WORK INSTRUCTIONS:
Please copy out the entries below exactly, beginning with the line that contains "# Product Routes" and ending with the line that contains "Price and tax", and include nothing outside that span.

Saved entries:
----------

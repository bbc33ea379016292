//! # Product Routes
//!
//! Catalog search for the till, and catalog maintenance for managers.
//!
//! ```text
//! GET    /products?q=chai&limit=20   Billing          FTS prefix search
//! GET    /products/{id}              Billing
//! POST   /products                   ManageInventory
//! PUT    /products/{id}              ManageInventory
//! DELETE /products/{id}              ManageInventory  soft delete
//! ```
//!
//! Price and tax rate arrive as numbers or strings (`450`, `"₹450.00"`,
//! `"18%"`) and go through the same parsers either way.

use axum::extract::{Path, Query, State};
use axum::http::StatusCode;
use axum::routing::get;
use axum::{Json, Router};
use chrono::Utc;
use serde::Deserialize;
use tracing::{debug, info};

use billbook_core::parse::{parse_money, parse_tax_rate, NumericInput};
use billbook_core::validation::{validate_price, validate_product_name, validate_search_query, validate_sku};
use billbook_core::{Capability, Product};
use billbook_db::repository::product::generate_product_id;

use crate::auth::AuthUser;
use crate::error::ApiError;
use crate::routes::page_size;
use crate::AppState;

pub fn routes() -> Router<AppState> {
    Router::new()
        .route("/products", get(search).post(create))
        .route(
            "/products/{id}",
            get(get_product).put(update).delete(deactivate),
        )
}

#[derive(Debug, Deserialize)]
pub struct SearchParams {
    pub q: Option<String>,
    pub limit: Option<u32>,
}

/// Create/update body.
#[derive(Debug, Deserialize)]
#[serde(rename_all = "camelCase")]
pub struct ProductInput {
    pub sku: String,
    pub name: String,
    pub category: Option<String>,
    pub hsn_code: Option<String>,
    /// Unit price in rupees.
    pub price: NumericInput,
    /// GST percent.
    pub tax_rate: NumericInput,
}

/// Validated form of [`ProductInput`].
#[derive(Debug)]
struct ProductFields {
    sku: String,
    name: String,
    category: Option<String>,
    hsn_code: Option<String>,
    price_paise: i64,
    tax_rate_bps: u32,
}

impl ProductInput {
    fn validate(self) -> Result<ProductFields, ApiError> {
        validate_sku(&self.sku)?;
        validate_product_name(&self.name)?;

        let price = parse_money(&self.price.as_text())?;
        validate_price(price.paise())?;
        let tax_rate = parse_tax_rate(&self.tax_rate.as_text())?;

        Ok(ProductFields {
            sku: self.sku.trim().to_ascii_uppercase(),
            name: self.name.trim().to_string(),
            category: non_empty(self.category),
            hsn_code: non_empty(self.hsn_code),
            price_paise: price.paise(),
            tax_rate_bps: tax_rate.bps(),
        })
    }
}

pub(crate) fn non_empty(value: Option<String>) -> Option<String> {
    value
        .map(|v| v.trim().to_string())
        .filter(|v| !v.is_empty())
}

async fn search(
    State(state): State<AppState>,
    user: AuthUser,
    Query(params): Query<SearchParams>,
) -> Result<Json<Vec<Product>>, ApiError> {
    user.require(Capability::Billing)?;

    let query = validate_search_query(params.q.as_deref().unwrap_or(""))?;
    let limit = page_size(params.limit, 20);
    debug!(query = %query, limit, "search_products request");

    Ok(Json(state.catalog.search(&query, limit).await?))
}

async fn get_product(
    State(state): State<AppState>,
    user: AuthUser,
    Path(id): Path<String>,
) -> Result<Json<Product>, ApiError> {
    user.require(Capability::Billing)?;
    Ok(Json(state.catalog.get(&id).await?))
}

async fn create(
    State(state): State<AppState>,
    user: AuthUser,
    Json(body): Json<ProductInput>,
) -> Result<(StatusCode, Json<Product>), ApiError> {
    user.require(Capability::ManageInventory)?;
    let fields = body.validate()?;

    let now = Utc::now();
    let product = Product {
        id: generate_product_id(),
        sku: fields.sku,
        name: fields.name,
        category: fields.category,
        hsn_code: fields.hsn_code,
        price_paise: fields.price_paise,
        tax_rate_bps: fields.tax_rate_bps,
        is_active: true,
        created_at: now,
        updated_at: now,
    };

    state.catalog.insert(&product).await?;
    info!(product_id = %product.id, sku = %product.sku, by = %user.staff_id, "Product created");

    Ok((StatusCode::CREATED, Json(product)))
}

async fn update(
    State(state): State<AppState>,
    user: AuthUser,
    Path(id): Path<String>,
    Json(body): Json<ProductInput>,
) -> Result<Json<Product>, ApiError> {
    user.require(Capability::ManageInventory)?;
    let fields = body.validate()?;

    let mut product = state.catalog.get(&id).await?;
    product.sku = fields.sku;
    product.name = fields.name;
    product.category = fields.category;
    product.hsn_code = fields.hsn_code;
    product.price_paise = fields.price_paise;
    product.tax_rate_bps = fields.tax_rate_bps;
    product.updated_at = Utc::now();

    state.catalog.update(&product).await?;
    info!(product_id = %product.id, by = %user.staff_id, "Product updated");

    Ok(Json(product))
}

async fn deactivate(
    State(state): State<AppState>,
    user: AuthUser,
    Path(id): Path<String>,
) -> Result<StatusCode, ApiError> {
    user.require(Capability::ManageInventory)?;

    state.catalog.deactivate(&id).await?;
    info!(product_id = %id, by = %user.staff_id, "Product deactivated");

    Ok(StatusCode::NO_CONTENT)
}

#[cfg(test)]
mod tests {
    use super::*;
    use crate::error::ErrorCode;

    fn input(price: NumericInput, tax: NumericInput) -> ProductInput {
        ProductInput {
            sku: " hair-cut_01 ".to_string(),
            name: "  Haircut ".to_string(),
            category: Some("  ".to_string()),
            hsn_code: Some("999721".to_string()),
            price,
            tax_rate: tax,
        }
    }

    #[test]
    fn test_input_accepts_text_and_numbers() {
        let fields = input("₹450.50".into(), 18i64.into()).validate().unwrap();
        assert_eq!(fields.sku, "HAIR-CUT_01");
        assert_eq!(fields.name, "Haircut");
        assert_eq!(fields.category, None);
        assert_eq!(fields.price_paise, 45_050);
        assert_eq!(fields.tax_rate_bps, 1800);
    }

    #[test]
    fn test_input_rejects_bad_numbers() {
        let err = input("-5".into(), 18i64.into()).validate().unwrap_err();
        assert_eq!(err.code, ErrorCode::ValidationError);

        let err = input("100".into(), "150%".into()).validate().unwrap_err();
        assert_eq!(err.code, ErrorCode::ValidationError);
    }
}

----------

ANSWER TO THE PROBLEM:
//! # Product Routes
//!
//! Catalog search for the till, and catalog maintenance for managers.
//!
//! ```text
//! GET    /products?q=chai&limit=20   Billing          FTS prefix search
//! GET    /products/{id}              Billing
//! POST   /products                   ManageInventory
//! PUT    /products/{id}              ManageInventory
//! DELETE /products/{id}              ManageInventory  soft delete
//! ```
//!
//! Price and tax rate arrive as numbers or strings (`450`, `"₹450.00"`,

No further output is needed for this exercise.